__Work to be completed__. Which lines of the data below hold "filename"? Copy each of them.

__Records from a collection__.
◇ ◇ ◇

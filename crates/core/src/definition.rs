// SPDX-License-Identifier: MIT
// Copyright (c) 2026 Workyard Authors

//! `JobDefinition`: one per job name, upserted by name (§3.1).

use serde::{Deserialize, Serialize};

/// Stored, non-dynamic metadata and policy flags for a job name.
///
/// A `JobDefinition` is distinct from the in-process [`crate::runnable`]
/// registration: the definition is durable (persisted in the store) while
/// the runnable is process-local behavior. Kept apart rather than as a
/// single bidirectional struct so that lookup is always by `name` (§9
/// Design Note: "Cyclic references in domain objects").
#[derive(Debug, Clone, PartialEq, Serialize, Deserialize)]
pub struct JobDefinition {
    pub name: String,
    pub disabled: bool,
    pub last_not_executed_at_ms: Option<u64>,
    pub max_execution_ms: u64,
    pub max_idle_ms: u64,
    pub polling_interval_ms: u64,
    pub is_remote: bool,
    pub is_abortable: bool,
}

impl JobDefinition {
    pub fn new(name: impl Into<String>) -> Self {
        Self {
            name: name.into(),
            disabled: false,
            last_not_executed_at_ms: None,
            max_execution_ms: 3_600_000,
            max_idle_ms: 600_000,
            polling_interval_ms: 10_000,
            is_remote: false,
            is_abortable: false,
        }
    }
}

crate::builder! {
    pub struct JobDefinitionBuilder => JobDefinition {
        into {
            name: String = "test-job",
        }
        set {
            disabled: bool = false,
            max_execution_ms: u64 = 3_600_000,
            max_idle_ms: u64 = 600_000,
            polling_interval_ms: u64 = 10_000,
            is_remote: bool = false,
            is_abortable: bool = false,
        }
        option {
            last_not_executed_at_ms: u64 = None,
        }
    }
}

#[cfg(test)]
#[path = "definition_tests.rs"]
mod tests;
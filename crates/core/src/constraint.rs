// SPDX-License-Identifier: MIT
// Copyright (c) 2026 Workyard Authors

//! `RunningConstraint`: an immutable mutual-exclusion group of job names (§3.1).

use serde::{Deserialize, Serialize};
use std::collections::BTreeSet;

/// A named set of two or more job names that mutually exclude RUNNING state
/// (I5). Multiple constraints may overlap.
#[derive(Debug, Clone, PartialEq, Eq, Serialize, Deserialize)]
pub struct RunningConstraint {
    names: BTreeSet<String>,
}

/// A constraint group must name at least two distinct jobs.
#[derive(Debug, Clone, thiserror::Error, PartialEq, Eq)]
#[error("running constraint must contain at least two job names")]
pub struct EmptyConstraint;

impl RunningConstraint {
    pub fn new(names: impl IntoIterator<Item = impl Into<String>>) -> Result<Self, EmptyConstraint> {
        let names: BTreeSet<String> = names.into_iter().map(Into::into).collect();
        if names.len() < 2 {
            return Err(EmptyConstraint);
        }
        Ok(Self { names })
    }

    pub fn contains(&self, name: &str) -> bool {
        self.names.contains(name)
    }

    pub fn names(&self) -> impl Iterator<Item = &str> {
        self.names.iter().map(String::as_str)
    }

    pub fn len(&self) -> usize {
        self.names.len()
    }
}

#[cfg(test)]
#[path = "constraint_tests.rs"]
mod tests;
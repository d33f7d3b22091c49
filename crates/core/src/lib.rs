// SPDX-License-Identifier: MIT
// Copyright (c) 2026 Workyard Authors

// Allow panic!/unwrap/expect in test code
#![cfg_attr(test, allow(clippy::panic))]
#![cfg_attr(test, allow(clippy::unwrap_used))]
#![cfg_attr(test, allow(clippy::expect_used))]

//! wy-core: domain entities and cross-cutting abstractions for Workyard.
//!
//! This crate has no I/O and no async runtime dependency: it defines the
//! job record/definition/constraint data model (§3), the `Clock`
//! abstraction, and the declarative macros shared by the other crates.

pub mod macros;

pub mod clock;
pub mod constraint;
pub mod definition;
pub mod host;
pub mod id;
pub mod record;

#[cfg(any(test, feature = "test-support"))]
pub mod test_support;

pub use clock::{Clock, FakeClock, SystemClock};
pub use constraint::{EmptyConstraint, RunningConstraint};
pub use definition::JobDefinition;
#[cfg(any(test, feature = "test-support"))]
pub use definition::JobDefinitionBuilder;
pub use host::{host_tag, thread_tag};
pub use id::short;
#[cfg(any(test, feature = "test-support"))]
pub use record::JobRecordBuilder;
pub use record::{
    additional_data_keys, ExecutionPriority, JobId, JobRecord, LogLine, OrderedMap, ResultCode,
    RunningState,
};
// SPDX-License-Identifier: MIT
// Copyright (c) 2026 Workyard Authors

//! Host and thread identity stamped onto RUNNING records.
//!
//! A `JobRecord`'s `host`/`thread` pair identifies the process (and, within
//! it, the worker) currently responsible for driving a RUNNING job. It is
//! set at `createUnique`/`activateQueuedJob` time and used by `shutdownJobs`
//! to decide which RUNNING records this process owns.

use std::sync::OnceLock;

/// Stable per-process host tag.
///
/// Computed once per process: `{hostname}:{pid}`. Falls back to `"unknown"`
/// if the hostname cannot be determined (e.g. a sandboxed test runner).
pub fn host_tag() -> &'static str {
    static TAG: OnceLock<String> = OnceLock::new();
    TAG.get_or_init(|| {
        let hostname = hostname_best_effort();
        format!("{}:{}", hostname, std::process::id())
    })
}

fn hostname_best_effort() -> String {
    std::env::var("HOSTNAME")
        .ok()
        .or_else(|| std::env::var("COMPUTERNAME").ok())
        .unwrap_or_else(|| "unknown".to_string())
}

/// Identifies the worker (tokio task) within this process driving a job.
///
/// Formatted as `worker-{n}` where `n` is a process-local monotonic counter;
/// purely diagnostic, never parsed.
pub fn thread_tag(worker_seq: u64) -> String {
    format!("worker-{worker_seq}")
}

#[cfg(test)]
#[path = "host_tests.rs"]
mod tests;
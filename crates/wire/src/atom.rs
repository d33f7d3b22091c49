// SPDX-License-Identifier: MIT
// Copyright (c) 2026 Workyard Authors

//! A minimal Atom feed model and writer for `GET /jobs` and
//! `GET /jobs/{name}` (§6.1).
//!
//! `§1` scopes full `application/vnd.otto.jobs+xml`/media-type fidelity
//! out: this writer emits just enough well-formed Atom to satisfy the
//! feed/entry shape in the route table, not a general-purpose XML/Atom
//! library.

use std::fmt::Write as _;

/// One `<entry>`.
#[derive(Debug, Clone, PartialEq, Eq)]
pub struct AtomEntry {
    pub id: String,
    pub title: String,
    pub updated: String,
    pub link: String,
    pub content: String,
}

impl AtomEntry {
    pub fn new(
        id: impl Into<String>,
        title: impl Into<String>,
        updated: impl Into<String>,
        link: impl Into<String>,
        content: impl Into<String>,
    ) -> Self {
        Self {
            id: id.into(),
            title: title.into(),
            updated: updated.into(),
            link: link.into(),
            content: content.into(),
        }
    }
}

/// The feed document as a whole.
#[derive(Debug, Clone, PartialEq, Eq)]
pub struct AtomFeed {
    pub id: String,
    pub title: String,
    pub updated: String,
    pub self_link: String,
    pub entries: Vec<AtomEntry>,
}

impl AtomFeed {
    pub fn new(id: impl Into<String>, title: impl Into<String>, updated: impl Into<String>, self_link: impl Into<String>) -> Self {
        Self { id: id.into(), title: title.into(), updated: updated.into(), self_link: self_link.into(), entries: Vec::new() }
    }

    pub fn with_entries(mut self, entries: Vec<AtomEntry>) -> Self {
        self.entries = entries;
        self
    }

    /// Serializes to a well-formed `application/atom+xml` document.
    ///
    /// Text fields are escaped for the five XML predefined entities; no
    /// attempt is made to validate that `updated` is RFC 3339 (callers pass
    /// epoch-derived timestamps already formatted that way).
    pub fn to_xml(&self) -> String {
        let mut out = String::new();
        out.push_str("<?xml version=\"1.0\" encoding=\"UTF-8\"?>\n");
        out.push_str("<feed xmlns=\"http://www.w3.org/2005/Atom\">\n");
        let _ = writeln!(out, "  <id>{}</id>", escape(&self.id));
        let _ = writeln!(out, "  <title>{}</title>", escape(&self.title));
        let _ = writeln!(out, "  <updated>{}</updated>", escape(&self.updated));
        let _ = writeln!(out, "  <link rel=\"self\" href=\"{}\"/>", escape(&self.self_link));
        for entry in &self.entries {
            out.push_str("  <entry>\n");
            let _ = writeln!(out, "    <id>{}</id>", escape(&entry.id));
            let _ = writeln!(out, "    <title>{}</title>", escape(&entry.title));
            let _ = writeln!(out, "    <updated>{}</updated>", escape(&entry.updated));
            let _ = writeln!(out, "    <link href=\"{}\"/>", escape(&entry.link));
            let _ = writeln!(
                out,
                "    <content type=\"text\">{}</content>",
                escape(&entry.content)
            );
            out.push_str("  </entry>\n");
        }
        out.push_str("</feed>\n");
        out
    }
}

fn escape(s: &str) -> String {
    let mut out = String::with_capacity(s.len());
    for ch in s.chars() {
        match ch {
            '&' => out.push_str("&amp;"),
            '<' => out.push_str("&lt;"),
            '>' => out.push_str("&gt;"),
            '"' => out.push_str("&quot;"),
            '\'' => out.push_str("&apos;"),
            other => out.push(other),
        }
    }
    out
}

#[cfg(test)]
#[path = "atom_tests.rs"]
mod tests;
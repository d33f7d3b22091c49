// SPDX-License-Identifier: MIT
// Copyright (c) 2026 Workyard Authors

//! Query-string parsing for the `/jobs` resource tree (§6.1).

use wy_core::{ExecutionPriority, OrderedMap, ResultCode};

use crate::error::QueryError;

/// Parses an execute-job query string into the ordered parameter map,
/// rejecting a key supplied more than once or with an empty value (§6.1:
/// "multi-valued or empty parameters ⇒ 400"). `POST /jobs/{name}` always
/// admits with `FORCE_EXECUTION` (§6.1: "Execute with FORCE_EXECUTION") —
/// unlike the programmatic `Scheduler::execute_job` entry point, the HTTP
/// control-plane route carries no separate priority parameter, so every
/// query key here contributes a job parameter.
pub fn parse_execute_params(
    pairs: &[(String, String)],
) -> Result<(ExecutionPriority, OrderedMap), QueryError> {
    let mut seen = std::collections::HashSet::new();
    let mut params = OrderedMap::new();

    for (key, value) in pairs {
        if !seen.insert(key.clone()) {
            return Err(QueryError::MultiValued(key.clone()));
        }
        if value.is_empty() {
            return Err(QueryError::Empty(key.clone()));
        }
        params.insert(key.clone(), value.clone());
    }

    Ok((ExecutionPriority::ForceExecution, params))
}

/// Parsed `GET /jobs/{name}` list size. Defaults to 10 (§6.1).
pub fn parse_list_size(pairs: &[(String, String)]) -> Result<usize, QueryError> {
    for (key, value) in pairs {
        if key == "size" {
            return value
                .parse::<usize>()
                .map_err(|_| QueryError::InvalidValue("size".to_string(), value.clone()));
        }
    }
    Ok(10)
}

/// Parsed `GET /jobs/history` query.
#[derive(Debug, Clone, Default, PartialEq, Eq)]
pub struct HistoryQuery {
    pub hours: u64,
    pub result_codes: Option<Vec<ResultCode>>,
    pub job_name: Option<String>,
}

pub fn parse_history_query(pairs: &[(String, String)]) -> Result<HistoryQuery, QueryError> {
    let mut query = HistoryQuery { hours: 24, ..Default::default() };
    for (key, value) in pairs {
        match key.as_str() {
            "hours" => {
                query.hours = value
                    .parse::<u64>()
                    .map_err(|_| QueryError::InvalidValue("hours".to_string(), value.clone()))?;
            }
            "resultCode" => {
                let code = parse_result_code(value)
                    .ok_or_else(|| QueryError::InvalidValue("resultCode".to_string(), value.clone()))?;
                query.result_codes.get_or_insert_with(Vec::new).push(code);
            }
            "jobName" => query.job_name = Some(value.clone()),
            _ => {}
        }
    }
    Ok(query)
}

fn parse_result_code(s: &str) -> Option<ResultCode> {
    match s {
        "SUCCESSFUL" => Some(ResultCode::Successful),
        "FAILED" => Some(ResultCode::Failed),
        "NOT_EXECUTED" => Some(ResultCode::NotExecuted),
        "TIMED_OUT" => Some(ResultCode::TimedOut),
        "ABORTED" => Some(ResultCode::Aborted),
        _ => None,
    }
}

#[cfg(test)]
#[path = "query_tests.rs"]
mod tests;
// src/docs.rs

use utoipa::OpenApi;

use crate::handlers;
use crate::models;

#[derive(OpenApi)]
#[openapi(
    paths(
        handlers::webhooks::health,
        handlers::webhooks::upsert_lead,
        handlers::webhooks::schedule_meeting,
    ),
    components(
        schemas(
            models::lead::ZaiaLead,
            models::lead::ZaiaMeeting,
        )
    ),
    tags(
        (name = "Webhooks", description = "Entradas da Zaia (captura de lead e agendamento de reunião)"),
        (name = "Health", description = "Verificação de disponibilidade")
    )
)]
pub struct ApiDoc;
pub mod lead_service;
pub use lead_service::LeadService;
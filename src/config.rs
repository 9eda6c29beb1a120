// src/config.rs

use std::env;
use std::sync::Arc;

use crate::notion::{NotionClient, NotionDatabase};
use crate::services::LeadService;

/// Mapa de nomes das propriedades do database no Notion.
///
/// Cada workspace renomeia as colunas à vontade, então tudo é configurável
/// por variável de ambiente, com os nomes do database original como padrão.
/// Resolvido uma única vez na inicialização; depois disso ninguém mais
/// consulta o ambiente.
#[derive(Debug, Clone)]
pub struct FieldMap {
    pub whatsapp: String,
    pub data_evento: String,
    pub local_evento: String,
    pub tipo_servico: String,
    pub link_wpp: String,
    pub email: String,
    pub data_reuniao: String,
    pub link_reuniao: String,
    pub status: String,
    pub title: String,
}

impl FieldMap {
    fn from_env(title: String) -> Self {
        Self {
            whatsapp: prop("NOTION_PROP_WHATSAPP", "WhatsApp"),
            data_evento: prop("NOTION_PROP_DATA_EVENTO", "Data do Evento"),
            local_evento: prop("NOTION_PROP_LOCAL_EVENTO", "Local do Evento"),
            tipo_servico: prop("NOTION_PROP_TIPO_SERVICO", "Tipo Serviço"),
            link_wpp: prop("NOTION_PROP_LINK_WPP", "Link Rápido WhatsApp"),
            email: prop("NOTION_PROP_EMAIL", "Email"),
            data_reuniao: prop("NOTION_PROP_DATA_REUNIAO", "Data da Reunião"),
            link_reuniao: prop("NOTION_PROP_LINK_REUNIAO", "Link da Reunião"),
            status: prop("NOTION_PROP_STATUS", "Status"),
            title,
        }
    }
}

fn prop(var: &str, default: &str) -> String {
    env::var(var).unwrap_or_else(|_| default.to_string())
}

// O estado compartilhado que será acessível em toda a aplicação
#[derive(Clone)]
pub struct AppState {
    pub lead_service: LeadService,
}

impl AppState {
    pub async fn new() -> anyhow::Result<Self> {
        dotenvy::dotenv().ok();

        let api_key = env::var("NOTION_API_KEY").expect("NOTION_API_KEY deve ser definida");
        let database_id =
            env::var("NOTION_DATABASE_ID").expect("NOTION_DATABASE_ID deve ser definida");

        let client = NotionClient::new(api_key)?;

        // A propriedade de título não tem nome fixo: ou vem do ambiente,
        // ou perguntamos ao próprio Notion qual coluna é o título.
        let title = match env::var("NOTION_PROP_TITLE") {
            Ok(name) => name,
            Err(_) => client
                .detect_title_property(&database_id)
                .await?
                .unwrap_or_else(|| "Name".to_string()),
        };
        tracing::info!("✅ Conectado ao database do Notion (título: '{}')", title);

        let fields = FieldMap::from_env(title);
        let scheduled_status = prop("NOTION_STATUS_REUNIAO", "Reunião Agendada");

        // --- Monta o gráfico de dependências ---
        let db: Arc<dyn NotionDatabase> = Arc::new(client);
        let lead_service = LeadService::new(db, database_id, fields, scheduled_status);

        Ok(Self { lead_service })
    }
}

pub fn get_port() -> u16 {
    env::var("PORT")
        .ok()
        .and_then(|p| p.parse().ok())
        .unwrap_or(8000)
}
// src/common/dates.rs

use chrono::{DateTime, NaiveDate, NaiveTime, TimeZone};
use chrono_tz::America::Sao_Paulo;
use chrono_tz::Tz;

/// Combina a data (DD/MM/AAAA) e a hora (HH:MM) que a Zaia manda separadas
/// em uma única string "DD/MM/AAAA às HH:MM" no fuso de Brasília.
///
/// Se qualquer componente não parsear, devolve a concatenação literal —
/// é só texto de exibição, não vale derrubar a requisição por isso.
pub fn combine_meeting_datetime(date_str: &str, time_str: &str) -> String {
    match parse_sao_paulo(date_str, time_str) {
        Some(dt) => dt.format("%d/%m/%Y às %H:%M").to_string(),
        None => format!("{} às {}", date_str, time_str),
    }
}

fn parse_sao_paulo(date_str: &str, time_str: &str) -> Option<DateTime<Tz>> {
    let mut date_parts = date_str.split('/');
    let day: u32 = date_parts.next()?.parse().ok()?;
    let month: u32 = date_parts.next()?.parse().ok()?;
    let year: i32 = date_parts.next()?.parse::<u32>().ok()?.try_into().ok()?;
    if date_parts.next().is_some() {
        return None;
    }

    let mut time_parts = time_str.split(':');
    let hour: u32 = time_parts.next()?.parse().ok()?;
    let minute: u32 = time_parts.next()?.parse().ok()?;
    if time_parts.next().is_some() {
        return None;
    }

    let date = NaiveDate::from_ymd_opt(year, month, day)?;
    let time = NaiveTime::from_hms_opt(hour, minute, 0)?;
    Sao_Paulo.from_local_datetime(&date.and_time(time)).single()
}

#[cfg(test)]
mod tests {
    use super::combine_meeting_datetime;

    #[test]
    fn combines_valid_date_and_time() {
        assert_eq!(
            combine_meeting_datetime("27/09/2025", "05:00"),
            "27/09/2025 às 05:00"
        );
    }

    #[test]
    fn pads_single_digit_components() {
        assert_eq!(
            combine_meeting_datetime("5/1/2025", "9:30"),
            "05/01/2025 às 09:30"
        );
    }

    #[test]
    fn falls_back_on_unparseable_date() {
        assert_eq!(combine_meeting_datetime("bad", "05:00"), "bad às 05:00");
    }

    #[test]
    fn falls_back_on_out_of_range_date() {
        assert_eq!(
            combine_meeting_datetime("31/02/2025", "05:00"),
            "31/02/2025 às 05:00"
        );
    }

    #[test]
    fn falls_back_on_bad_time() {
        assert_eq!(
            combine_meeting_datetime("27/09/2025", "5h00"),
            "27/09/2025 às 5h00"
        );
        assert_eq!(
            combine_meeting_datetime("27/09/2025", "25:00"),
            "27/09/2025 às 25:00"
        );
    }

    #[test]
    fn falls_back_on_extra_components() {
        assert_eq!(
            combine_meeting_datetime("27/09/2025/1", "05:00"),
            "27/09/2025/1 às 05:00"
        );
        assert_eq!(
            combine_meeting_datetime("27/09/2025", "05:00:30"),
            "27/09/2025 às 05:00:30"
        );
    }
}
// src/common/error.rs

use axum::{
    Json,
    http::StatusCode,
    response::{IntoResponse, Response},
};
use serde_json::json;
use thiserror::Error;

// Nosso tipo de erro, com `thiserror` para melhor ergonomia.
#[derive(Debug, Error)]
pub enum AppError {
    #[error("Erro de validação")]
    ValidationError(#[from] validator::ValidationErrors),

    // A normalização devolveu vazio: nem chegamos a chamar o Notion.
    #[error("WhatsApp inválido")]
    InvalidWhatsapp,

    #[error("Lead não encontrado")]
    LeadNotFound,

    // O Notion respondeu, mas com erro (auth, rate limit, schema...).
    // Guardamos o status e a mensagem originais para diagnóstico.
    #[error("Erro da API do Notion ({status}): {message}")]
    NotionApi { status: u16, message: String },

    #[error("Falha de comunicação com o Notion")]
    Http(#[from] reqwest::Error),

    #[error("Resposta do Notion em formato inesperado")]
    Decode(#[from] serde_json::Error),

    // Variante genérica para qualquer outro erro inesperado
    #[error("Erro interno do servidor")]
    InternalServerError(#[from] anyhow::Error),
}

impl IntoResponse for AppError {
    fn into_response(self) -> Response {
        let (status, error_message) = match self {
            // Retorna todos os detalhes da validação, campo a campo.
            AppError::ValidationError(errors) => {
                let mut details = std::collections::HashMap::new();
                for (field, field_errors) in errors.field_errors() {
                    let messages: Vec<String> = field_errors
                        .iter()
                        .filter_map(|e| e.message.as_ref().map(|m| m.to_string()))
                        .collect();
                    details.insert(field.to_string(), messages);
                }
                let body = Json(json!({
                    "error": "Um ou mais campos são inválidos.",
                    "details": details,
                }));
                return (StatusCode::BAD_REQUEST, body).into_response();
            }
            AppError::InvalidWhatsapp => (
                StatusCode::UNPROCESSABLE_ENTITY,
                "WhatsApp inválido.".to_string(),
            ),
            AppError::LeadNotFound => (
                StatusCode::NOT_FOUND,
                "Lead não encontrado para o WhatsApp informado.".to_string(),
            ),
            AppError::NotionApi { status, ref message } => {
                tracing::error!("Erro da API do Notion ({}): {}", status, message);
                (
                    StatusCode::BAD_GATEWAY,
                    format!("Notion respondeu {}: {}", status, message),
                )
            }
            AppError::Http(ref e) => {
                tracing::error!("Falha de comunicação com o Notion: {}", e);
                (
                    StatusCode::BAD_GATEWAY,
                    "Falha de comunicação com o Notion.".to_string(),
                )
            }

            // Todos os outros erros (Decode, InternalServerError) viram 500.
            // O `tracing` loga a mensagem detalhada que `thiserror` nos deu.
            ref e => {
                tracing::error!("Erro Interno do Servidor: {}", e);
                (
                    StatusCode::INTERNAL_SERVER_ERROR,
                    "Ocorreu um erro inesperado.".to_string(),
                )
            }
        };

        // Resposta padrão para erros que só têm uma mensagem.
        let body = Json(json!({ "error": error_message }));
        (status, body).into_response()
    }
}
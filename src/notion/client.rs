// src/notion/client.rs

use async_trait::async_trait;
use reqwest::{Client, RequestBuilder, header};
use serde_json::{Value, json};

use crate::common::error::AppError;

use super::types::{
    NotionDatabaseInfo, NotionPage, Properties, QueryResponse, properties_to_json,
};

const NOTION_API_BASE: &str = "https://api.notion.com/v1";
const NOTION_VERSION: &str = "2022-06-28";

/// A interface que o resto da aplicação enxerga do banco externo.
/// Em produção é o `NotionClient`; nos testes, um mock.
#[cfg_attr(test, mockall::automock)]
#[async_trait]
pub trait NotionDatabase: Send + Sync {
    /// Busca no máximo uma página cuja propriedade `field_name` seja
    /// exatamente igual a `equals_value`.
    async fn find_one_by_field(
        &self,
        database_id: &str,
        field_name: &str,
        equals_value: &str,
    ) -> Result<Option<NotionPage>, AppError>;

    async fn create_record(
        &self,
        database_id: &str,
        properties: Properties,
    ) -> Result<NotionPage, AppError>;

    async fn update_record(
        &self,
        page_id: &str,
        properties: Properties,
    ) -> Result<NotionPage, AppError>;
}

/// Cliente HTTP da API do Notion.
pub struct NotionClient {
    http: Client,
    token: String,
}

impl NotionClient {
    pub fn new(token: String) -> Result<Self, AppError> {
        let mut headers = header::HeaderMap::new();
        headers.insert(
            "Notion-Version",
            header::HeaderValue::from_static(NOTION_VERSION),
        );
        let http = Client::builder().default_headers(headers).build()?;
        Ok(Self { http, token })
    }

    /// Descobre o nome da propriedade de título do database. A API exige
    /// gravar o título pelo nome real da coluna, que cada workspace
    /// renomeia à vontade.
    pub async fn detect_title_property(
        &self,
        database_id: &str,
    ) -> Result<Option<String>, AppError> {
        let url = format!("{}/databases/{}", NOTION_API_BASE, database_id);
        let body = self.send(self.http.get(&url)).await?;
        let info: NotionDatabaseInfo = serde_json::from_value(body)?;
        Ok(info
            .properties
            .into_iter()
            .find(|(_, meta)| meta.kind == "title")
            .map(|(name, _)| name))
    }

    /// Dispara a requisição e devolve o corpo como JSON. Resposta não-2xx
    /// vira `AppError::NotionApi` com o status e a mensagem do Notion.
    async fn send(&self, request: RequestBuilder) -> Result<Value, AppError> {
        let response = request.bearer_auth(&self.token).send().await?;
        let status = response.status();
        let text = response.text().await?;

        if !status.is_success() {
            let message = serde_json::from_str::<Value>(&text)
                .ok()
                .and_then(|body| {
                    body.get("message")
                        .and_then(Value::as_str)
                        .map(str::to_string)
                })
                .unwrap_or(text);
            return Err(AppError::NotionApi {
                status: status.as_u16(),
                message,
            });
        }

        Ok(serde_json::from_str(&text)?)
    }
}

#[async_trait]
impl NotionDatabase for NotionClient {
    async fn find_one_by_field(
        &self,
        database_id: &str,
        field_name: &str,
        equals_value: &str,
    ) -> Result<Option<NotionPage>, AppError> {
        let url = format!("{}/databases/{}/query", NOTION_API_BASE, database_id);
        let filter = json!({
            "filter": {
                "property": field_name,
                "rich_text": { "equals": equals_value }
            },
            "page_size": 1
        });

        let body = self.send(self.http.post(&url).json(&filter)).await?;
        let mut query: QueryResponse = serde_json::from_value(body)?;

        if query.results.is_empty() {
            Ok(None)
        } else {
            Ok(Some(query.results.remove(0)))
        }
    }

    async fn create_record(
        &self,
        database_id: &str,
        properties: Properties,
    ) -> Result<NotionPage, AppError> {
        let url = format!("{}/pages", NOTION_API_BASE);
        let payload = json!({
            "parent": { "database_id": database_id },
            "properties": properties_to_json(&properties)
        });

        let body = self.send(self.http.post(&url).json(&payload)).await?;
        Ok(serde_json::from_value(body)?)
    }

    async fn update_record(
        &self,
        page_id: &str,
        properties: Properties,
    ) -> Result<NotionPage, AppError> {
        let url = format!("{}/pages/{}", NOTION_API_BASE, page_id);
        let payload = json!({ "properties": properties_to_json(&properties) });

        let body = self.send(self.http.patch(&url).json(&payload)).await?;
        Ok(serde_json::from_value(body)?)
    }
}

◇ ◇ ◇

__Expected output__.
filename crates/core/src/definition.rs
filename crates/core/src/constraint.rs
filename crates/core/src/lib.rs
filename crates/wire/src/atom.rs
filename src/config.rs
filename src/notion/client.rs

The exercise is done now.